2004 Toyota Tacoma Sr5 Trd Extended Cab Pickup 2-door 3.4l on 2040cars
Garrison, New York, United States
2004 Toyota Tacoma SR5 TRD.
2004 was the last year of the best looking Tacoma ever. My
Tacoma is an SR5 TRD with 75,681 miles (mileage will go up as I am driving it) and
is in excellent shape. It comes
with a Leer cap, Back County side steps nerf bars, locking rear differential
and ECT. I have all the service records, books and original bill of sale. The
frame was replaced by Toyota on a recall several years ago.

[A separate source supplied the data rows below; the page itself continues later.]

//! Log setup. Notices go to standard error so command output on standard
//! output stays machine readable.

use tracing::Level;
use tracing_subscriber::EnvFilter;

pub fn level_for(verbose: u8, quiet: bool) -> Level {
    if quiet {
        return Level::ERROR;
    }
    match verbose {
        0 => Level::INFO,
        1 => Level::DEBUG,
        _ => Level::TRACE,
    }
}

/// Install the global subscriber. `RUST_LOG` takes precedence over the flags.
pub fn init(verbose: u8, quiet: bool) {
    let filter = EnvFilter::try_from_default_env()
        .unwrap_or_else(|_| EnvFilter::new(level_for(verbose, quiet).to_string()));
    let _ = tracing_subscriber::fmt()
        .with_env_filter(filter)
        .with_writer(std::io::stderr)
        .with_target(false)
        .without_time()
        .try_init();
}
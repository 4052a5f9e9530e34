//! Process-wide constants shared by every artifact command.

/// Group used whenever `--group` is left empty
pub const DEFAULT_ARTIFACT_GROUP: &str = "default";

/// Artifact types accepted by `--type`, in the order they are reported to the user
pub const ALLOWED_ARTIFACT_TYPES: [&str; 10] = [
    "AVRO", "PROTOBUF", "JSON", "OPENAPI", "ASYNCAPI", "GRAPHQL", "KCONNECT", "WSDL", "XSD", "XML",
];

/// Indentation used for pretty-printed JSON output
pub const DEFAULT_JSON_INDENT: &str = "  ";

/// Environment variable overriding the location of the CLI configuration file
pub const CONFIG_PATH_ENV: &str = "APICURIO_ARTIFACTS_CONFIG";

/// Path of the configuration file relative to the user's config directory
pub const CONFIG_FILE: &str = "apicurio/artifacts.yaml";

/// Permission bits for files written by `get` and `download`
pub const OUTPUT_FILE_MODE: u32 = 0o600;

/// Default page size for `list`
pub const DEFAULT_PAGE_LIMIT: u32 = 100;

/// Upper bound accepted by the registry for a single page
pub const MAX_PAGE_LIMIT: u32 = 1000;

/// Comma separated allow-list, used verbatim in error messages
pub fn allowed_artifact_types_as_string() -> String {
    ALLOWED_ARTIFACT_TYPES.join(", ")
}
use crate::commands::{ArtifactFlags, OutputFlags};
use crate::error::CliError;
use crate::factory::{api_error, Factory};
use crate::resolve::resolve_group;
use anyhow::Result;
use clap::Args;

#[derive(Args, Debug, Default)]
pub struct VersionsArgs {
    /// Id of the artifact
    #[arg(value_name = "ARTIFACT")]
    pub artifact_arg: Option<String>,
    #[command(flatten)]
    pub target: ArtifactFlags,
    #[command(flatten)]
    pub output: OutputFlags,
}

pub async fn run(args: VersionsArgs, factory: &mut Factory) -> Result<()> {
    let artifact = args
        .target
        .artifact_id(args.artifact_arg.as_deref())
        .ok_or(CliError::ArtifactRequired)?;
    let api = factory.registry(args.target.registry_id.as_deref())?;
    let group = resolve_group(args.target.group.as_deref());

    tracing::info!("Fetching artifact versions");
    let versions = api
        .list_artifact_versions(&group, &artifact)
        .await
        .map_err(api_error)?;
    tracing::info!("Successfully fetched artifact versions");

    factory.render(&versions, args.output.output)?;
    Ok(())
}
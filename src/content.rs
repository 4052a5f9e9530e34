//! Where `create` and `update` read artifact content from.

use crate::error::CliError;
use crate::resolve::ArtifactType;
use std::fs::File;
use std::io::{self, Read, Seek, SeekFrom};
use std::path::Path;

/// Readable artifact content, either a user file or a buffered copy of stdin.
///
/// The content is never parsed locally; the registry validates it.
#[derive(Debug)]
pub struct ContentSource {
    file: File,
    origin: String,
}

impl ContentSource {
    /// Open `path` when given, otherwise buffer standard input
    pub fn resolve(path: Option<&Path>) -> Result<Self, CliError> {
        match path.filter(|p| !p.as_os_str().is_empty()) {
            Some(p) => Self::open(p),
            None => {
                tracing::info!("Reading file content from stdin");
                Self::from_reader(io::stdin().lock())
            }
        }
    }

    pub fn open(path: &Path) -> Result<Self, CliError> {
        tracing::info!("Opening file: {}", path.display());
        let file = File::open(path).map_err(|source| CliError::FileAccess {
            path: path.to_path_buf(),
            source,
        })?;
        Ok(ContentSource {
            file,
            origin: path.display().to_string(),
        })
    }

    /// Copy everything from `reader` into an anonymous temporary file
    pub fn from_reader(mut reader: impl Read) -> Result<Self, CliError> {
        let mut file = tempfile::tempfile().map_err(CliError::Stdin)?;
        io::copy(&mut reader, &mut file).map_err(CliError::Stdin)?;
        file.seek(SeekFrom::Start(0)).map_err(CliError::Stdin)?;
        Ok(ContentSource {
            file,
            origin: "<stdin>".to_string(),
        })
    }

    /// Human readable origin, for log lines
    pub fn origin(&self) -> &str {
        &self.origin
    }

    /// `Content-Type` for the upload, from the declared type or the file extension
    pub fn content_type(&self, artifact_type: Option<ArtifactType>) -> &'static str {
        if let Some(t) = artifact_type {
            return match t {
                ArtifactType::Protobuf => "application/x-protobuf",
                ArtifactType::GraphQl => "application/graphql",
                ArtifactType::Wsdl | ArtifactType::Xsd | ArtifactType::Xml => "application/xml",
                ArtifactType::Avro
                | ArtifactType::Json
                | ArtifactType::OpenApi
                | ArtifactType::AsyncApi
                | ArtifactType::KConnect => "application/json",
            };
        }
        match Path::new(&self.origin).extension().and_then(|e| e.to_str()) {
            Some("proto") => "application/x-protobuf",
            Some("yaml") | Some("yml") => "application/x-yaml",
            Some("xml") | Some("xsd") | Some("wsdl") => "application/xml",
            Some("graphql") | Some("gql") => "application/graphql",
            _ => "application/json",
        }
    }

    /// Drain the content into memory
    pub fn read_all(mut self) -> io::Result<Vec<u8>> {
        let mut buf = Vec::new();
        self.file.read_to_end(&mut buf)?;
        Ok(buf)
    }

    /// Streaming request body, the file handle is closed once the upload ends
    pub fn into_body(self) -> reqwest::Body {
        reqwest::Body::from(tokio::fs::File::from_std(self.file))
    }
}
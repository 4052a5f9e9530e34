#![allow(dead_code)]

use apicurio_artifacts::config::{Config, ConfigStore};
use apicurio_artifacts::content::ContentSource;
use apicurio_artifacts::error::{ApiError, CliError};
use apicurio_artifacts::factory::Factory;
use apicurio_artifacts::model::{
    ArtifactMetadata, ArtifactSearchResults, EditableMetadata, SearchedVersion,
    VersionSearchResults,
};
use apicurio_artifacts::prompt::Prompter;
use apicurio_artifacts::registry::{
    Connector, ContentRef, CreateArtifactOptions, RegistryApi,
};
use async_trait::async_trait;
use bytes::Bytes;
use std::io::{self, Write};
use std::sync::atomic::{AtomicUsize, Ordering};
use std::sync::{Arc, Mutex};

/// Config store that counts how often it is read
#[derive(Clone, Default)]
pub struct CountingStore {
    pub cfg: Arc<Mutex<Config>>,
    pub loads: Arc<AtomicUsize>,
}

impl CountingStore {
    pub fn selecting(id: &str) -> Self {
        let store = CountingStore::default();
        store.cfg.lock().unwrap().selected_registry = Some(id.to_string());
        store
    }

    pub fn load_count(&self) -> usize {
        self.loads.load(Ordering::SeqCst)
    }
}

impl ConfigStore for CountingStore {
    fn load(&self) -> Result<Config, CliError> {
        self.loads.fetch_add(1, Ordering::SeqCst);
        Ok(self.cfg.lock().unwrap().clone())
    }

    fn save(&self, cfg: &Config) -> Result<(), CliError> {
        *self.cfg.lock().unwrap() = cfg.clone();
        Ok(())
    }
}

#[derive(Debug, Clone, PartialEq)]
pub enum Call {
    Create {
        group: String,
        options: CreateArtifactOptions,
        content: Vec<u8>,
    },
    GetLatest { group: String, id: String },
    GetVersion { group: String, id: String, version: String },
    Update { group: String, id: String, content: Vec<u8> },
    Delete { group: String, id: String },
    DeleteAll { group: String },
    List { group: String, limit: u32, offset: u32 },
    Versions { group: String, id: String },
    GetMeta { group: String, id: String },
    UpdateMeta { group: String, id: String, metadata: EditableMetadata },
    Content(ContentRef),
}

/// Registry API double that records every call
#[derive(Clone, Default)]
pub struct RecordingApi {
    pub calls: Arc<Mutex<Vec<Call>>>,
    pub content: Bytes,
    /// When set, every call fails with this status and body
    pub failure: Option<(u16, String)>,
}

impl RecordingApi {
    pub fn calls(&self) -> Vec<Call> {
        self.calls.lock().unwrap().clone()
    }

    fn record(&self, call: Call) -> Result<(), ApiError> {
        self.calls.lock().unwrap().push(call);
        match &self.failure {
            Some((status, body)) => Err(ApiError::from_response(*status, body.as_bytes())),
            None => Ok(()),
        }
    }

    fn metadata(group: &str, id: &str) -> ArtifactMetadata {
        ArtifactMetadata {
            group_id: Some(group.to_string()),
            id: Some(id.to_string()),
            version: Some("1".to_string()),
            global_id: Some(1),
            ..Default::default()
        }
    }
}

#[async_trait]
impl RegistryApi for RecordingApi {
    async fn create_artifact(
        &self,
        group: &str,
        content: ContentSource,
        options: CreateArtifactOptions,
    ) -> Result<ArtifactMetadata, ApiError> {
        let id = options
            .artifact_id
            .clone()
            .unwrap_or_else(|| "generated-id".to_string());
        self.record(Call::Create {
            group: group.to_string(),
            options,
            content: content.read_all().unwrap(),
        })?;
        Ok(Self::metadata(group, &id))
    }

    async fn get_latest_artifact(&self, group: &str, artifact_id: &str) -> Result<Bytes, ApiError> {
        self.record(Call::GetLatest {
            group: group.to_string(),
            id: artifact_id.to_string(),
        })?;
        Ok(self.content.clone())
    }

    async fn get_artifact_version(
        &self,
        group: &str,
        artifact_id: &str,
        version: &str,
    ) -> Result<Bytes, ApiError> {
        self.record(Call::GetVersion {
            group: group.to_string(),
            id: artifact_id.to_string(),
            version: version.to_string(),
        })?;
        Ok(self.content.clone())
    }

    async fn update_artifact(
        &self,
        group: &str,
        artifact_id: &str,
        content: ContentSource,
    ) -> Result<ArtifactMetadata, ApiError> {
        self.record(Call::Update {
            group: group.to_string(),
            id: artifact_id.to_string(),
            content: content.read_all().unwrap(),
        })?;
        Ok(Self::metadata(group, artifact_id))
    }

    async fn delete_artifact(&self, group: &str, artifact_id: &str) -> Result<(), ApiError> {
        self.record(Call::Delete {
            group: group.to_string(),
            id: artifact_id.to_string(),
        })
    }

    async fn delete_artifacts_in_group(&self, group: &str) -> Result<(), ApiError> {
        self.record(Call::DeleteAll {
            group: group.to_string(),
        })
    }

    async fn list_artifacts_in_group(
        &self,
        group: &str,
        limit: u32,
        offset: u32,
    ) -> Result<ArtifactSearchResults, ApiError> {
        self.record(Call::List {
            group: group.to_string(),
            limit,
            offset,
        })?;
        Ok(ArtifactSearchResults::default())
    }

    async fn list_artifact_versions(
        &self,
        group: &str,
        artifact_id: &str,
    ) -> Result<VersionSearchResults, ApiError> {
        self.record(Call::Versions {
            group: group.to_string(),
            id: artifact_id.to_string(),
        })?;
        Ok(VersionSearchResults {
            count: 2,
            versions: vec![
                SearchedVersion {
                    version: Some("1".into()),
                    global_id: Some(1),
                    ..Default::default()
                },
                SearchedVersion {
                    version: Some("2".into()),
                    global_id: Some(5),
                    ..Default::default()
                },
            ],
        })
    }

    async fn get_artifact_metadata(
        &self,
        group: &str,
        artifact_id: &str,
    ) -> Result<ArtifactMetadata, ApiError> {
        self.record(Call::GetMeta {
            group: group.to_string(),
            id: artifact_id.to_string(),
        })?;
        let mut meta = Self::metadata(group, artifact_id);
        let edited = self.calls().into_iter().rev().find_map(|c| match c {
            Call::UpdateMeta { metadata, .. } => Some(metadata),
            _ => None,
        });
        if let Some(edit) = edited {
            meta.name = edit.name;
            meta.description = edit.description;
        }
        Ok(meta)
    }

    async fn update_artifact_metadata(
        &self,
        group: &str,
        artifact_id: &str,
        metadata: &EditableMetadata,
    ) -> Result<(), ApiError> {
        self.record(Call::UpdateMeta {
            group: group.to_string(),
            id: artifact_id.to_string(),
            metadata: metadata.clone(),
        })
    }

    async fn get_content(&self, reference: &ContentRef) -> Result<Bytes, ApiError> {
        self.record(Call::Content(reference.clone()))?;
        Ok(self.content.clone())
    }
}

/// Hands out the same [`RecordingApi`] and remembers which ids were used
#[derive(Clone, Default)]
pub struct FakeConnector {
    pub api: RecordingApi,
    pub connected: Arc<Mutex<Vec<String>>>,
}

impl Connector for FakeConnector {
    fn connect(&self, registry_id: &str) -> Result<Box<dyn RegistryApi>, CliError> {
        self.connected.lock().unwrap().push(registry_id.to_string());
        Ok(Box::new(self.api.clone()))
    }
}

/// Prompter with a fixed answer
#[derive(Clone, Default)]
pub struct ScriptedPrompter {
    pub interactive: bool,
    pub answer: bool,
    pub asked: Arc<Mutex<Vec<String>>>,
}

impl Prompter for ScriptedPrompter {
    fn can_prompt(&self) -> bool {
        self.interactive
    }

    fn confirm(&self, message: &str) -> Result<bool, CliError> {
        self.asked.lock().unwrap().push(message.to_string());
        Ok(self.answer)
    }
}

/// Output sink that can be read back after the command ran
#[derive(Clone, Default)]
pub struct SharedBuf(pub Arc<Mutex<Vec<u8>>>);

impl SharedBuf {
    pub fn bytes(&self) -> Vec<u8> {
        self.0.lock().unwrap().clone()
    }

    pub fn text(&self) -> String {
        String::from_utf8(self.bytes()).unwrap()
    }
}

impl Write for SharedBuf {
    fn write(&mut self, buf: &[u8]) -> io::Result<usize> {
        self.0.lock().unwrap().extend_from_slice(buf);
        Ok(buf.len())
    }

    fn flush(&mut self) -> io::Result<()> {
        Ok(())
    }
}

/// Everything a test needs to drive a command and inspect its effects
pub struct Harness {
    pub store: CountingStore,
    pub connector: FakeConnector,
    pub prompter: ScriptedPrompter,
    pub out: SharedBuf,
}

impl Harness {
    /// Registry `dev` selected, interactive terminal that answers yes
    pub fn new() -> Self {
        Harness {
            store: CountingStore::selecting("dev"),
            connector: FakeConnector::default(),
            prompter: ScriptedPrompter {
                interactive: true,
                answer: true,
                ..Default::default()
            },
            out: SharedBuf::default(),
        }
    }

    pub fn factory(&self) -> Factory {
        Factory {
            config: Box::new(self.store.clone()),
            connector: Box::new(self.connector.clone()),
            prompter: Box::new(self.prompter.clone()),
            out: Box::new(self.out.clone()),
        }
    }

    pub fn calls(&self) -> Vec<Call> {
        self.connector.api.calls()
    }

    pub fn connected(&self) -> Vec<String> {
        self.connector.connected.lock().unwrap().clone()
    }
}

/// Typed error behind an `anyhow::Error`
pub fn cli_error(err: &anyhow::Error) -> &CliError {
    err.downcast_ref::<CliError>()
        .unwrap_or_else(|| panic!("expected CliError, got {err:?}"))
}
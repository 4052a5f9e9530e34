//! Yes/no confirmation before destructive actions.

use crate::error::CliError;
use dialoguer::Confirm;
use std::io::{self, IsTerminal};

/// Outcome of asking the user to confirm. Failures travel in the `Err` arm.
#[derive(Debug, Clone, Copy, PartialEq, Eq)]
pub enum Confirmation {
    Proceed,
    /// The user said no; the command stops without reporting an error
    Aborted,
}

pub trait Prompter {
    /// Whether an interactive prompt can be shown at all
    fn can_prompt(&self) -> bool;
    fn confirm(&self, message: &str) -> Result<bool, CliError>;
}

/// Prompts on the attached terminal
#[derive(Debug, Default, Clone, Copy)]
pub struct TerminalPrompter;

impl Prompter for TerminalPrompter {
    fn can_prompt(&self) -> bool {
        io::stdin().is_terminal() && io::stdout().is_terminal()
    }

    fn confirm(&self, message: &str) -> Result<bool, CliError> {
        Ok(Confirm::new()
            .with_prompt(message)
            .default(false)
            .interact()?)
    }
}

/// Fail fast when `--yes` is missing and nobody can answer a prompt
pub fn require_confirmable(force: bool, prompter: &dyn Prompter) -> Result<(), CliError> {
    if force || prompter.can_prompt() {
        Ok(())
    } else {
        Err(CliError::ConfirmationRequiredNonInteractive { flag: "yes" })
    }
}

pub fn confirm_destructive(
    force: bool,
    prompter: &dyn Prompter,
    message: &str,
) -> Result<Confirmation, CliError> {
    if force {
        return Ok(Confirmation::Proceed);
    }
    require_confirmable(force, prompter)?;
    if prompter.confirm(message)? {
        Ok(Confirmation::Proceed)
    } else {
        Ok(Confirmation::Aborted)
    }
}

Cosmetically this truck is in great shape for a
nine-year-old vehicle. The front and rear bumper have a few dents as pictured
but the rest of the body is very good and is all original with no body or paint work.
This truck was never “worked” and the interior shows close to new.
Please feel free to inspect the truck before bidding. If you
bid sight unseen and feel I misrepresented anything when you come to pick it up
I will happily cancel the sale. I will not accept bids from 0 feedback ebayer's
or those with negative feedback without first contacting me. If you fall into
this category and place a bid I will cancel it.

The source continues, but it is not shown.